Transportation: 50 years of development in a 50 second bike video

Commuters in Silicon Valley and throughout the San Francisco Bay Area deal with the frustration of their daily car commute. Historically, transportation departments have defaulted to a solution that involves removing housing to make space for more highway lanes.


Silicon Valley Highway 101 Traffic Hell

Many (most?) people still think widening roads is the obvious solution, without thinking about the system as a whole.

Let’s look at Santa Clara County, California, aka “Silicon Valley.” A half century of development policies among the numerous small cities and one large city has resulted in lots of housing in south San Jose and neighboring areas, and a concentration of jobs near the Bay side of the county, mostly on the Bay side of the Caltrain tracks and mostly in the cities of Santa Clara, Sunnyvale, Mountain View and Palo Alto.

The (greatly simplified schematic zoning) map of Santa Clara and environs below roughly shows the location of jobs and housing. Pink shows jobs, blue shows housing. The Caltrain tracks shown in red divide Santa Clara. In a moment I’ll talk about San Tomas Expressway (the blue line) and El Camino Real (the green line).


Santa Clara jobs & housing map

Is it any wonder, then, that portions of the north-sound San Tomas Expressway shown in blue operates at Traffic Level of Service “F” during the commute? Unless development patterns change, can we really expect traffic to improve even after the county builds more lanes?

Experience a taste of 50 years of planning that assumes a car in every driveway for long distance commutes in this rear view video I shot from my bike on southbound San Tomas Expressway approaching El Camino Real last night. I originally intended a box turn for that left onto eastbound El Camino Real, but after I saw a quarter mile of stopped traffic I just filtered my way over to the left turn lane.



About 30 seconds into the video, I split the lane past the VTA 22 bus. The 22 and its limited stop cousin the 522 carry 20,000 riders per day, but these high volume, efficient conveyances carrying 50 passengers are stuck in the same traffic as the single occupant schmucks taking up nearly the same road space.

VTA (our county transportation agency) plans to build a Bus Rapid Transit system on El Camino Real from San Jose, across this part of the city of Santa Clara, all the way to Palo Alto. The preferred alternative for those who think systematically is a dedicated busway.

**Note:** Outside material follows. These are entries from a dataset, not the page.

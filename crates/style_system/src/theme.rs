//! Theme configuration: breakpoints, token scales, and color mode.

use std::str::FromStr;

use serde::{Deserialize, Serialize};
use serde_json::{json, Value};

use crate::breakpoints::Breakpoints;
use crate::merge::merge_values;
use crate::scales::ScaleKind;
use crate::{StyleError, StyleObject};

#[derive(Debug, Clone, Copy, PartialEq, Eq, Hash, Default, Serialize, Deserialize)]
#[serde(rename_all = "lowercase")]
/// Light or dark rendering mode.
pub enum ColorMode {
    /// Light surfaces, dark text.
    #[default]
    Light,
    /// Dark surfaces, light text.
    Dark,
}

impl ColorMode {
    /// Stable token used in DOM attributes and storage.
    pub fn as_str(self) -> &'static str {
        match self {
            Self::Light => "light",
            Self::Dark => "dark",
        }
    }

    /// The other mode.
    #[must_use]
    pub fn toggle(self) -> Self {
        match self {
            Self::Light => Self::Dark,
            Self::Dark => Self::Light,
        }
    }

    /// Picks `light` or `dark` for this mode.
    pub fn pick<T>(self, light: T, dark: T) -> T {
        match self {
            Self::Light => light,
            Self::Dark => dark,
        }
    }
}

impl FromStr for ColorMode {
    type Err = String;

    fn from_str(value: &str) -> Result<Self, Self::Err> {
        match value {
            "light" => Ok(Self::Light),
            "dark" => Ok(Self::Dark),
            other => Err(format!("unknown color mode `{other}`")),
        }
    }
}

#[derive(Debug, Clone, PartialEq, Serialize, Deserialize)]
#[serde(default, rename_all = "camelCase")]
/// Design tokens and responsive configuration shared by every component.
pub struct Theme {
    /// Responsive breakpoints.
    pub breakpoints: Breakpoints,
    /// Mode used before the user picks one.
    pub initial_color_mode: ColorMode,
    /// Color palettes, nested by hue and shade (`gray.200`).
    pub colors: StyleObject,
    /// Spacing scale for margins, paddings, gaps, and offsets.
    pub space: StyleObject,
    /// Size scale for widths and heights.
    pub sizes: StyleObject,
    /// Border radius scale.
    pub radii: StyleObject,
    /// Box shadow scale.
    pub shadows: StyleObject,
    /// Font size scale.
    pub font_sizes: StyleObject,
    /// Font weight scale.
    pub font_weights: StyleObject,
    /// Stacking order scale.
    pub z_indices: StyleObject,
}

fn object(value: Value) -> StyleObject {
    match value {
        Value::Object(map) => map,
        _ => StyleObject::new(),
    }
}

fn default_space() -> Value {
    json!({
        "px": "1px",
        "0": "0",
        "1": "0.25rem",
        "2": "0.5rem",
        "3": "0.75rem",
        "4": "1rem",
        "5": "1.25rem",
        "6": "1.5rem",
        "8": "2rem",
        "10": "2.5rem",
        "12": "3rem",
        "16": "4rem",
        "20": "5rem",
        "24": "6rem",
        "32": "8rem"
    })
}

impl Default for Theme {
    fn default() -> Self {
        let mut sizes = default_space();
        merge_values(
            &mut sizes,
            json!({
                "full": "100%",
                "xs": "20rem",
                "sm": "24rem",
                "md": "28rem",
                "lg": "32rem",
                "xl": "36rem",
                "2xl": "42rem",
                "3xl": "48rem",
                "4xl": "56rem",
                "5xl": "64rem",
                "6xl": "72rem"
            }),
        );

        Self {
            breakpoints: Breakpoints::default(),
            initial_color_mode: ColorMode::Light,
            colors: object(json!({
                "transparent": "transparent",
                "current": "currentColor",
                "black": "#000000",
                "white": "#ffffff",
                "blackAlpha": {
                    "50": "rgba(0, 0, 0, 0.04)",
                    "100": "rgba(0, 0, 0, 0.06)",
                    "200": "rgba(0, 0, 0, 0.08)",
                    "300": "rgba(0, 0, 0, 0.16)",
                    "400": "rgba(0, 0, 0, 0.24)",
                    "600": "rgba(0, 0, 0, 0.48)"
                },
                "whiteAlpha": {
                    "100": "rgba(255, 255, 255, 0.06)",
                    "200": "rgba(255, 255, 255, 0.08)",
                    "300": "rgba(255, 255, 255, 0.16)",
                    "400": "rgba(255, 255, 255, 0.24)"
                },
                "gray": {
                    "50": "#f7fafc",
                    "100": "#edf2f7",
                    "200": "#e2e8f0",
                    "300": "#cbd5e0",
                    "400": "#a0aec0",
                    "500": "#718096",
                    "600": "#4a5568",
                    "700": "#2d3748",
                    "800": "#1a202c",
                    "900": "#171923"
                },
                "blue": {
                    "100": "#bee3f8",
                    "200": "#90cdf4",
                    "300": "#63b3ed",
                    "500": "#3182ce",
                    "700": "#2c5282"
                },
                "teal": {
                    "100": "#b2f5ea",
                    "200": "#81e6d9",
                    "500": "#319795",
                    "700": "#285e61"
                },
                "red": {
                    "100": "#fed7d7",
                    "200": "#feb2b2",
                    "500": "#e53e3e",
                    "700": "#9b2c2c"
                }
            })),
            space: object(default_space()),
            sizes: object(sizes),
            radii: object(json!({
                "none": "0",
                "sm": "0.125rem",
                "md": "0.25rem",
                "lg": "0.5rem",
                "xl": "0.75rem",
                "full": "9999px"
            })),
            shadows: object(json!({
                "sm": "0 1px 2px 0 rgba(0, 0, 0, 0.05)",
                "md": "0 4px 6px -1px rgba(0, 0, 0, 0.1), 0 2px 4px -1px rgba(0, 0, 0, 0.06)",
                "lg": "0 10px 15px -3px rgba(0, 0, 0, 0.1), 0 4px 6px -2px rgba(0, 0, 0, 0.05)",
                "outline": "0 0 0 3px rgba(66, 153, 225, 0.6)",
                "none": "none"
            })),
            font_sizes: object(json!({
                "xs": "0.75rem",
                "sm": "0.875rem",
                "md": "1rem",
                "lg": "1.125rem",
                "xl": "1.25rem",
                "2xl": "1.5rem",
                "3xl": "1.875rem",
                "4xl": "2.25rem"
            })),
            font_weights: object(json!({
                "normal": 400,
                "medium": 500,
                "semibold": 600,
                "bold": 700
            })),
            z_indices: object(json!({
                "hide": -1,
                "base": 0,
                "docked": 10,
                "dropdown": 1000,
                "sticky": 1100,
                "banner": 1200,
                "overlay": 1300,
                "modal": 1400,
                "popover": 1500,
                "toast": 1700,
                "tooltip": 1800
            })),
        }
    }
}

impl Theme {
    /// Parses a complete theme from JSON; omitted sections take their defaults.
    ///
    /// # Errors
    ///
    /// Returns [`StyleError::ThemeJson`] for malformed JSON or invalid breakpoints.
    pub fn from_json_str(raw: &str) -> Result<Self, StyleError> {
        Ok(serde_json::from_str(raw)?)
    }

    /// Parses a complete theme from TOML; omitted sections take their defaults.
    ///
    /// # Errors
    ///
    /// Returns [`StyleError::ThemeToml`] for malformed TOML or invalid breakpoints.
    pub fn from_toml_str(raw: &str) -> Result<Self, StyleError> {
        Ok(toml::from_str(raw)?)
    }

    /// Returns a copy of this theme with `overrides` deep-merged into it.
    ///
    /// # Errors
    ///
    /// Returns [`StyleError::ThemeJson`] when the merged document is not a valid theme.
    pub fn extend(&self, overrides: Value) -> Result<Self, StyleError> {
        let mut merged = serde_json::to_value(self)?;
        merge_values(&mut merged, overrides);
        Ok(serde_json::from_value(merged)?)
    }

    /// Token table backing a scale.
    pub fn scale(&self, kind: ScaleKind) -> &StyleObject {
        match kind {
            ScaleKind::Colors => &self.colors,
            ScaleKind::Space => &self.space,
            ScaleKind::Sizes => &self.sizes,
            ScaleKind::Radii => &self.radii,
            ScaleKind::Shadows => &self.shadows,
            ScaleKind::FontSizes => &self.font_sizes,
            ScaleKind::FontWeights => &self.font_weights,
            ScaleKind::ZIndices => &self.z_indices,
        }
    }

    /// Looks a dotted token path (`gray.200`) up in a scale.
    pub fn token(&self, kind: ScaleKind, path: &str) -> Option<&Value> {
        let scale = self.scale(kind);
        if let Some(direct) = scale.get(path) {
            return Some(direct);
        }
        let mut segments = path.split('.');
        let mut current = scale.get(segments.next()?)?;
        for segment in segments {
            current = current.as_object()?.get(segment)?;
        }
        Some(current)
    }
}

#[cfg(test)]
mod tests {
    use pretty_assertions::assert_eq;

    use super::*;

    #[test]
    fn dotted_and_direct_token_paths_resolve() {
        let theme = Theme::default();
        assert_eq!(theme.token(ScaleKind::Colors, "gray.200"), Some(&json!("#e2e8f0")));
        assert_eq!(theme.token(ScaleKind::Space, "4"), Some(&json!("1rem")));
        assert_eq!(theme.token(ScaleKind::Sizes, "2xl"), Some(&json!("42rem")));
        assert_eq!(theme.token(ScaleKind::Colors, "gray.999"), None);
    }

    #[test]
    fn translucent_palettes_cover_both_color_modes() {
        let theme = Theme::default();
        assert_eq!(
            theme.token(ScaleKind::Colors, "blackAlpha.100"),
            Some(&json!("rgba(0, 0, 0, 0.06)"))
        );
        assert_eq!(
            theme.token(ScaleKind::Colors, "whiteAlpha.100"),
            Some(&json!("rgba(255, 255, 255, 0.06)"))
        );
    }

    #[test]
    fn extend_merges_palettes_without_dropping_defaults() {
        let theme = Theme::default()
            .extend(json!({ "colors": { "gray": { "200": "#dddddd" }, "brand": { "500": "#ff0080" } } }))
            .expect("extend");
        assert_eq!(theme.token(ScaleKind::Colors, "gray.200"), Some(&json!("#dddddd")));
        assert_eq!(theme.token(ScaleKind::Colors, "gray.300"), Some(&json!("#cbd5e0")));
        assert_eq!(theme.token(ScaleKind::Colors, "brand.500"), Some(&json!("#ff0080")));
    }

    #[test]
    fn toml_theme_overrides_breakpoints_and_mode() {
        let theme = Theme::from_toml_str(
            r#"
            initialColorMode = "dark"

            [breakpoints]
            sm = "40em"
            md = "52em"
            lg = "64em"
            xl = "80em"
            "#,
        )
        .expect("toml theme");
        assert_eq!(theme.initial_color_mode, ColorMode::Dark);
        assert_eq!(theme.breakpoints.values(), vec!["0em", "40em", "52em", "64em", "80em"]);
        assert_eq!(theme.radii, Theme::default().radii);
    }

    #[test]
    fn invalid_breakpoints_in_json_surface_as_theme_errors() {
        let err = Theme::from_json_str(r#"{ "breakpoints": { "sm": "30em" } }"#)
            .expect_err("missing breakpoints");
        assert!(matches!(err, StyleError::ThemeJson(_)));
        assert!(err.to_string().contains("missing required breakpoint"));
    }

    #[test]
    fn color_mode_toggles_and_parses() {
        assert_eq!(ColorMode::Light.toggle(), ColorMode::Dark);
        assert_eq!("dark".parse::<ColorMode>(), Ok(ColorMode::Dark));
        assert_eq!(ColorMode::Dark.pick("white", "gray.700"), "gray.700");
    }
}
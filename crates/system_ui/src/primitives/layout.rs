use serde_json::{json, Value};

use super::*;
use crate::style::{class_list, use_style_class};

#[component]
/// Styled element that resolves an `sx` style object through the theme.
pub fn Box(
    #[prop(optional, into)] sx: MaybeSignal<StyleObject>,
    #[prop(optional)] as_tag: Option<&'static str>,
    #[prop(optional)] layout_class: Option<&'static str>,
    #[prop(optional, into)] id: Option<String>,
    #[prop(optional, into)] role: Option<String>,
    #[prop(optional, into)] aria_label: Option<String>,
    #[prop(optional)] ui_kind: Option<&'static str>,
    children: Children,
) -> impl IntoView {
    let generated = use_style_class(move || sx.get());
    let base = merge_layout_class("ui-box", layout_class);
    html::custom(html::Custom::new(as_tag.unwrap_or("div")))
        .attr("class", move || class_list(&base, &generated.get()))
        .attr("id", id)
        .attr("role", role)
        .attr("aria-label", aria_label)
        .attr("data-ui-primitive", "true")
        .attr("data-ui-kind", ui_kind.unwrap_or("box"))
        .child(children())
}

#[derive(Debug, Clone, Default, PartialEq)]
/// Flexbox shorthands. Each value may be a plain value or a responsive map/array.
pub struct FlexOptions {
    /// `flexDirection`.
    pub direction: Option<Value>,
    /// `alignItems`.
    pub align: Option<Value>,
    /// `justifyContent`.
    pub justify: Option<Value>,
    /// `flexWrap`.
    pub wrap: Option<Value>,
    /// `flexBasis`.
    pub basis: Option<Value>,
    /// `flexGrow`.
    pub grow: Option<Value>,
    /// `flexShrink`.
    pub shrink: Option<Value>,
}

fn insert_some(style: &mut StyleObject, entries: &[(&str, &Option<Value>)]) {
    for (property, value) in entries {
        if let Some(value) = value {
            style.insert(property.to_string(), value.clone());
        }
    }
}

impl FlexOptions {
    /// `display: flex` plus every set shorthand.
    pub fn to_style(&self) -> StyleObject {
        let mut style = StyleObject::new();
        style.insert("display".to_string(), json!("flex"));
        insert_some(
            &mut style,
            &[
                ("flexDirection", &self.direction),
                ("alignItems", &self.align),
                ("justifyContent", &self.justify),
                ("flexWrap", &self.wrap),
                ("flexBasis", &self.basis),
                ("flexGrow", &self.grow),
                ("flexShrink", &self.shrink),
            ],
        );
        style
    }
}

#[component]
/// Flex container.
pub fn Flex(
    #[prop(optional, into)] direction: Option<Value>,
    #[prop(optional, into)] align: Option<Value>,
    #[prop(optional, into)] justify: Option<Value>,
    #[prop(optional, into)] wrap: Option<Value>,
    #[prop(optional, into)] basis: Option<Value>,
    #[prop(optional, into)] grow: Option<Value>,
    #[prop(optional, into)] shrink: Option<Value>,
    #[prop(optional, into)] sx: MaybeSignal<StyleObject>,
    #[prop(optional)] as_tag: Option<&'static str>,
    #[prop(optional)] layout_class: Option<&'static str>,
    children: Children,
) -> impl IntoView {
    let options = FlexOptions {
        direction,
        align,
        justify,
        wrap,
        basis,
        grow,
        shrink,
    };
    let style = Signal::derive(move || with_sx(options.to_style(), sx.get()));
    view! {
        <Box
            sx=style
            as_tag=as_tag.unwrap_or("div")
            layout_class=layout_class.unwrap_or("")
            ui_kind="flex"
        >
            {children()}
        </Box>
    }
}

#[derive(Debug, Clone, Default, PartialEq)]
/// Grid shorthands mapped onto `grid*` properties.
pub struct GridOptions {
    /// `gridTemplateColumns`.
    pub template_columns: Option<Value>,
    /// `gridTemplateRows`.
    pub template_rows: Option<Value>,
    /// `gridTemplateAreas`.
    pub template_areas: Option<Value>,
    /// `gridGap`.
    pub gap: Option<Value>,
    /// `gridRowGap`.
    pub row_gap: Option<Value>,
    /// `gridColumnGap`.
    pub column_gap: Option<Value>,
    /// `gridAutoFlow`.
    pub auto_flow: Option<Value>,
    /// `gridAutoRows`.
    pub auto_rows: Option<Value>,
    /// `gridAutoColumns`.
    pub auto_columns: Option<Value>,
    /// `gridArea`.
    pub area: Option<Value>,
    /// `gridColumn`.
    pub column: Option<Value>,
    /// `gridRow`.
    pub row: Option<Value>,
}

impl GridOptions {
    /// `display: grid` plus every set shorthand.
    pub fn to_style(&self) -> StyleObject {
        let mut style = StyleObject::new();
        style.insert("display".to_string(), json!("grid"));
        insert_some(
            &mut style,
            &[
                ("gridTemplateColumns", &self.template_columns),
                ("gridTemplateRows", &self.template_rows),
                ("gridTemplateAreas", &self.template_areas),
                ("gridGap", &self.gap),
                ("gridRowGap", &self.row_gap),
                ("gridColumnGap", &self.column_gap),
                ("gridAutoFlow", &self.auto_flow),
                ("gridAutoRows", &self.auto_rows),
                ("gridAutoColumns", &self.auto_columns),
                ("gridArea", &self.area),
                ("gridColumn", &self.column),
                ("gridRow", &self.row),
            ],
        );
        style
    }
}

#[component]
/// CSS grid container.
pub fn Grid(
    #[prop(optional, into)] template_columns: Option<Value>,
    #[prop(optional, into)] template_rows: Option<Value>,
    #[prop(optional, into)] template_areas: Option<Value>,
    #[prop(optional, into)] gap: Option<Value>,
    #[prop(optional, into)] row_gap: Option<Value>,
    #[prop(optional, into)] column_gap: Option<Value>,
    #[prop(optional, into)] auto_flow: Option<Value>,
    #[prop(optional, into)] auto_rows: Option<Value>,
    #[prop(optional, into)] auto_columns: Option<Value>,
    #[prop(optional, into)] area: Option<Value>,
    #[prop(optional, into)] column: Option<Value>,
    #[prop(optional, into)] row: Option<Value>,
    #[prop(optional, into)] sx: MaybeSignal<StyleObject>,
    #[prop(optional)] as_tag: Option<&'static str>,
    #[prop(optional)] layout_class: Option<&'static str>,
    children: Children,
) -> impl IntoView {
    let options = GridOptions {
        template_columns,
        template_rows,
        template_areas,
        gap,
        row_gap,
        column_gap,
        auto_flow,
        auto_rows,
        auto_columns,
        area,
        column,
        row,
    };
    let style = Signal::derive(move || with_sx(options.to_style(), sx.get()));
    view! {
        <Box
            sx=style
            as_tag=as_tag.unwrap_or("div")
            layout_class=layout_class.unwrap_or("")
            ui_kind="grid"
        >
            {children()}
        </Box>
    }
}

/// `padding-bottom` percentage that gives a box the `ratio` (width / height) aspect.
///
/// Non-positive or non-finite ratios fall back to a square.
pub fn aspect_ratio_padding(ratio: f64) -> String {
    let ratio = if ratio.is_finite() && ratio > 0.0 {
        ratio
    } else {
        1.0
    };
    let percent = (100.0 / ratio * 10_000.0).round() / 10_000.0;
    format!("{percent}%")
}

fn aspect_ratio_style(ratio: f64) -> StyleObject {
    let style = json!({
        "position": "relative",
        "&::before": {
            "height": 0,
            "content": "\"\"",
            "display": "block",
            "paddingBottom": aspect_ratio_padding(ratio)
        },
        "& > *": {
            "overflow": "hidden",
            "position": "absolute",
            "top": 0,
            "right": 0,
            "bottom": 0,
            "left": 0,
            "display": "flex",
            "justifyContent": "center",
            "alignItems": "center",
            "width": "100%",
            "height": "100%"
        },
        "& > img, & > video": { "objectFit": "cover" }
    });
    match style {
        Value::Object(map) => map,
        _ => StyleObject::new(),
    }
}

#[component]
/// Keeps its single child at a fixed width-to-height ratio.
pub fn AspectRatio(
    #[prop(default = 1.0)] ratio: f64,
    #[prop(optional, into)] max_w: Option<Value>,
    #[prop(optional, into)] sx: MaybeSignal<StyleObject>,
    #[prop(optional)] layout_class: Option<&'static str>,
    children: Children,
) -> impl IntoView {
    let style = Signal::derive(move || {
        let mut style = aspect_ratio_style(ratio);
        if let Some(max_w) = max_w.clone() {
            style.insert("maxW".to_string(), max_w);
        }
        with_sx(style, sx.get())
    });
    view! {
        <Box sx=style layout_class=layout_class.unwrap_or("") ui_kind="aspect-ratio">
            {children()}
        </Box>
    }
}

#[cfg(test)]
mod tests {
    use pretty_assertions::assert_eq;

    use super::*;

    #[test]
    fn flex_options_emit_only_set_shorthands() {
        let options = FlexOptions {
            direction: Some(json!(["column", "row"])),
            justify: Some(json!("space-between")),
            grow: Some(json!(1)),
            ..FlexOptions::default()
        };
        assert_eq!(
            Value::Object(options.to_style()),
            json!({
                "display": "flex",
                "flexDirection": ["column", "row"],
                "justifyContent": "space-between",
                "flexGrow": 1
            })
        );
    }

    #[test]
    fn grid_options_map_to_grid_properties() {
        let options = GridOptions {
            template_columns: Some(json!("repeat(3, 1fr)")),
            gap: Some(json!(4)),
            auto_flow: Some(json!("row dense")),
            ..GridOptions::default()
        };
        assert_eq!(
            Value::Object(options.to_style()),
            json!({
                "display": "grid",
                "gridTemplateColumns": "repeat(3, 1fr)",
                "gridGap": 4,
                "gridAutoFlow": "row dense"
            })
        );
    }

    #[test]
    fn aspect_ratio_padding_inverts_ratio() {
        assert_eq!(aspect_ratio_padding(1.0), "100%");
        assert_eq!(aspect_ratio_padding(16.0 / 9.0), "56.25%");
        assert_eq!(aspect_ratio_padding(4.0 / 3.0), "75%");
        assert_eq!(aspect_ratio_padding(0.0), "100%");
        assert_eq!(aspect_ratio_padding(f64::NAN), "100%");
    }

    #[test]
    fn aspect_ratio_children_fill_the_box() {
        let style = aspect_ratio_style(2.0);
        assert_eq!(style["&::before"]["paddingBottom"], json!("50%"));
        assert_eq!(style["& > *"]["position"], json!("absolute"));
    }
}
//! Shorthand style-prop registry.
//!
//! A [`TokenConfig`] is built once (usually from [`TokenConfig::standard`]) and handed to the
//! transformer by value. It is never mutated after construction; callers extend it with the
//! consuming [`TokenConfig::with_entry`] builder before the engine is created.

use std::collections::HashMap;

#[derive(Debug, Clone, PartialEq, Eq)]
/// Expansion rule for one shorthand prop.
pub enum PropConfig {
    /// The prop name is already a CSS property and is kept as-is.
    Passthrough,
    /// The prop maps to a single CSS property.
    Property(String),
    /// The prop fans out to several CSS properties, all receiving the same value.
    Properties(Vec<String>),
}

impl PropConfig {
    fn from_targets(targets: &[&str]) -> Self {
        match targets {
            [] => Self::Passthrough,
            [single] => Self::Property((*single).to_string()),
            many => Self::Properties(many.iter().map(|target| (*target).to_string()).collect()),
        }
    }
}

/// Shorthand name to target CSS properties. An empty target list marks a passthrough prop.
const STANDARD_PROPS: &[(&str, &[&str])] = &[
    ("m", &["margin"]),
    ("mt", &["marginTop"]),
    ("mr", &["marginRight"]),
    ("mb", &["marginBottom"]),
    ("ml", &["marginLeft"]),
    ("mx", &["marginLeft", "marginRight"]),
    ("my", &["marginTop", "marginBottom"]),
    ("marginX", &["marginLeft", "marginRight"]),
    ("marginY", &["marginTop", "marginBottom"]),
    ("p", &["padding"]),
    ("pt", &["paddingTop"]),
    ("pr", &["paddingRight"]),
    ("pb", &["paddingBottom"]),
    ("pl", &["paddingLeft"]),
    ("px", &["paddingLeft", "paddingRight"]),
    ("py", &["paddingTop", "paddingBottom"]),
    ("paddingX", &["paddingLeft", "paddingRight"]),
    ("paddingY", &["paddingTop", "paddingBottom"]),
    ("bg", &["background"]),
    ("bgColor", &["backgroundColor"]),
    ("bgImage", &["backgroundImage"]),
    ("bgImg", &["backgroundImage"]),
    ("bgSize", &["backgroundSize"]),
    ("bgPos", &["backgroundPosition"]),
    ("bgRepeat", &["backgroundRepeat"]),
    ("w", &["width"]),
    ("h", &["height"]),
    ("minW", &["minWidth"]),
    ("maxW", &["maxWidth"]),
    ("minH", &["minHeight"]),
    ("maxH", &["maxHeight"]),
    ("boxSize", &["width", "height"]),
    ("d", &["display"]),
    ("pos", &["position"]),
    ("flexDir", &["flexDirection"]),
    ("gap", &["rowGap", "columnGap"]),
    ("inset", &["top", "right", "bottom", "left"]),
    ("insetX", &["left", "right"]),
    ("insetY", &["top", "bottom"]),
    ("rounded", &["borderRadius"]),
    (
        "roundedTop",
        &["borderTopLeftRadius", "borderTopRightRadius"],
    ),
    (
        "roundedBottom",
        &["borderBottomLeftRadius", "borderBottomRightRadius"],
    ),
    (
        "roundedLeft",
        &["borderTopLeftRadius", "borderBottomLeftRadius"],
    ),
    (
        "roundedRight",
        &["borderTopRightRadius", "borderBottomRightRadius"],
    ),
    ("borderX", &["borderLeft", "borderRight"]),
    ("borderY", &["borderTop", "borderBottom"]),
    ("shadow", &["boxShadow"]),
    ("color", &[]),
    ("opacity", &[]),
    ("zIndex", &[]),
    ("cursor", &[]),
    ("transition", &[]),
];

#[derive(Debug, Clone, Default, PartialEq, Eq)]
/// Immutable shorthand registry consumed by [`crate::PropTransformer`].
pub struct TokenConfig {
    entries: HashMap<String, PropConfig>,
}

impl TokenConfig {
    /// Registry with no shorthands; every prop passes through unchanged.
    pub fn empty() -> Self {
        Self::default()
    }

    /// Registry preloaded with the standard spacing, sizing, color, radius, and layout shorthands.
    pub fn standard() -> Self {
        let entries = STANDARD_PROPS
            .iter()
            .map(|(name, targets)| ((*name).to_string(), PropConfig::from_targets(targets)))
            .collect();
        Self { entries }
    }

    /// Returns the registry with `name` registered (or replaced) as `config`.
    #[must_use]
    pub fn with_entry(mut self, name: impl Into<String>, config: PropConfig) -> Self {
        self.entries.insert(name.into(), config);
        self
    }

    /// Looks up the expansion rule for a prop name.
    pub fn get(&self, prop: &str) -> Option<&PropConfig> {
        self.entries.get(prop)
    }

    /// Returns the CSS properties `prop` expands to; unknown props expand to themselves.
    pub fn expand<'a>(&'a self, prop: &'a str) -> Vec<&'a str> {
        match self.entries.get(prop) {
            Some(PropConfig::Property(target)) => vec![target.as_str()],
            Some(PropConfig::Properties(targets)) => targets.iter().map(String::as_str).collect(),
            Some(PropConfig::Passthrough) | None => vec![prop],
        }
    }

    /// Number of registered shorthands.
    pub fn len(&self) -> usize {
        self.entries.len()
    }

    /// Whether the registry has no entries.
    pub fn is_empty(&self) -> bool {
        self.entries.is_empty()
    }
}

El Camino Real BRT Santa Clara

This is not a sure thing, as many businesses along ECR along with the Silicon Valley Chamber of Commerce fear the loss of traffic and business when car lanes are replaced with dedicated bus lanes. I’m happy the Santa Clara city council supports this dedicated busway option for Bus Rapid Transit on El Camino Real.

4 Comments

  1. I love the dedicated bus lane concept. More efficient people movement and less stress for all. Thank you Santa Clara city council your progressive inclinations. aprogressive

  2. Meanwhile the city council allows the San Tomas Aquino Creek Trail – the real gem on this route (which was funded partly by VTA “congestion management” funds) – to remain closed during stadium events so that, basically, the 49’ers can sell beer to fans in the Great America parking lot. Counts on BTW day put re-routed ridership at Agnew at about 500 riders. Now if you’re a San Tomas daily driver, thank those bicyclists who are whizzing by you for saving you one or more stoplight cycles… and then thank the 49’ers for putting more of them back on the road in front of you.

  3. Dedicated bus lanes make a huge difference to this sort of congestion all across the UK and Europe. They’re generally a bit safer for cycling too.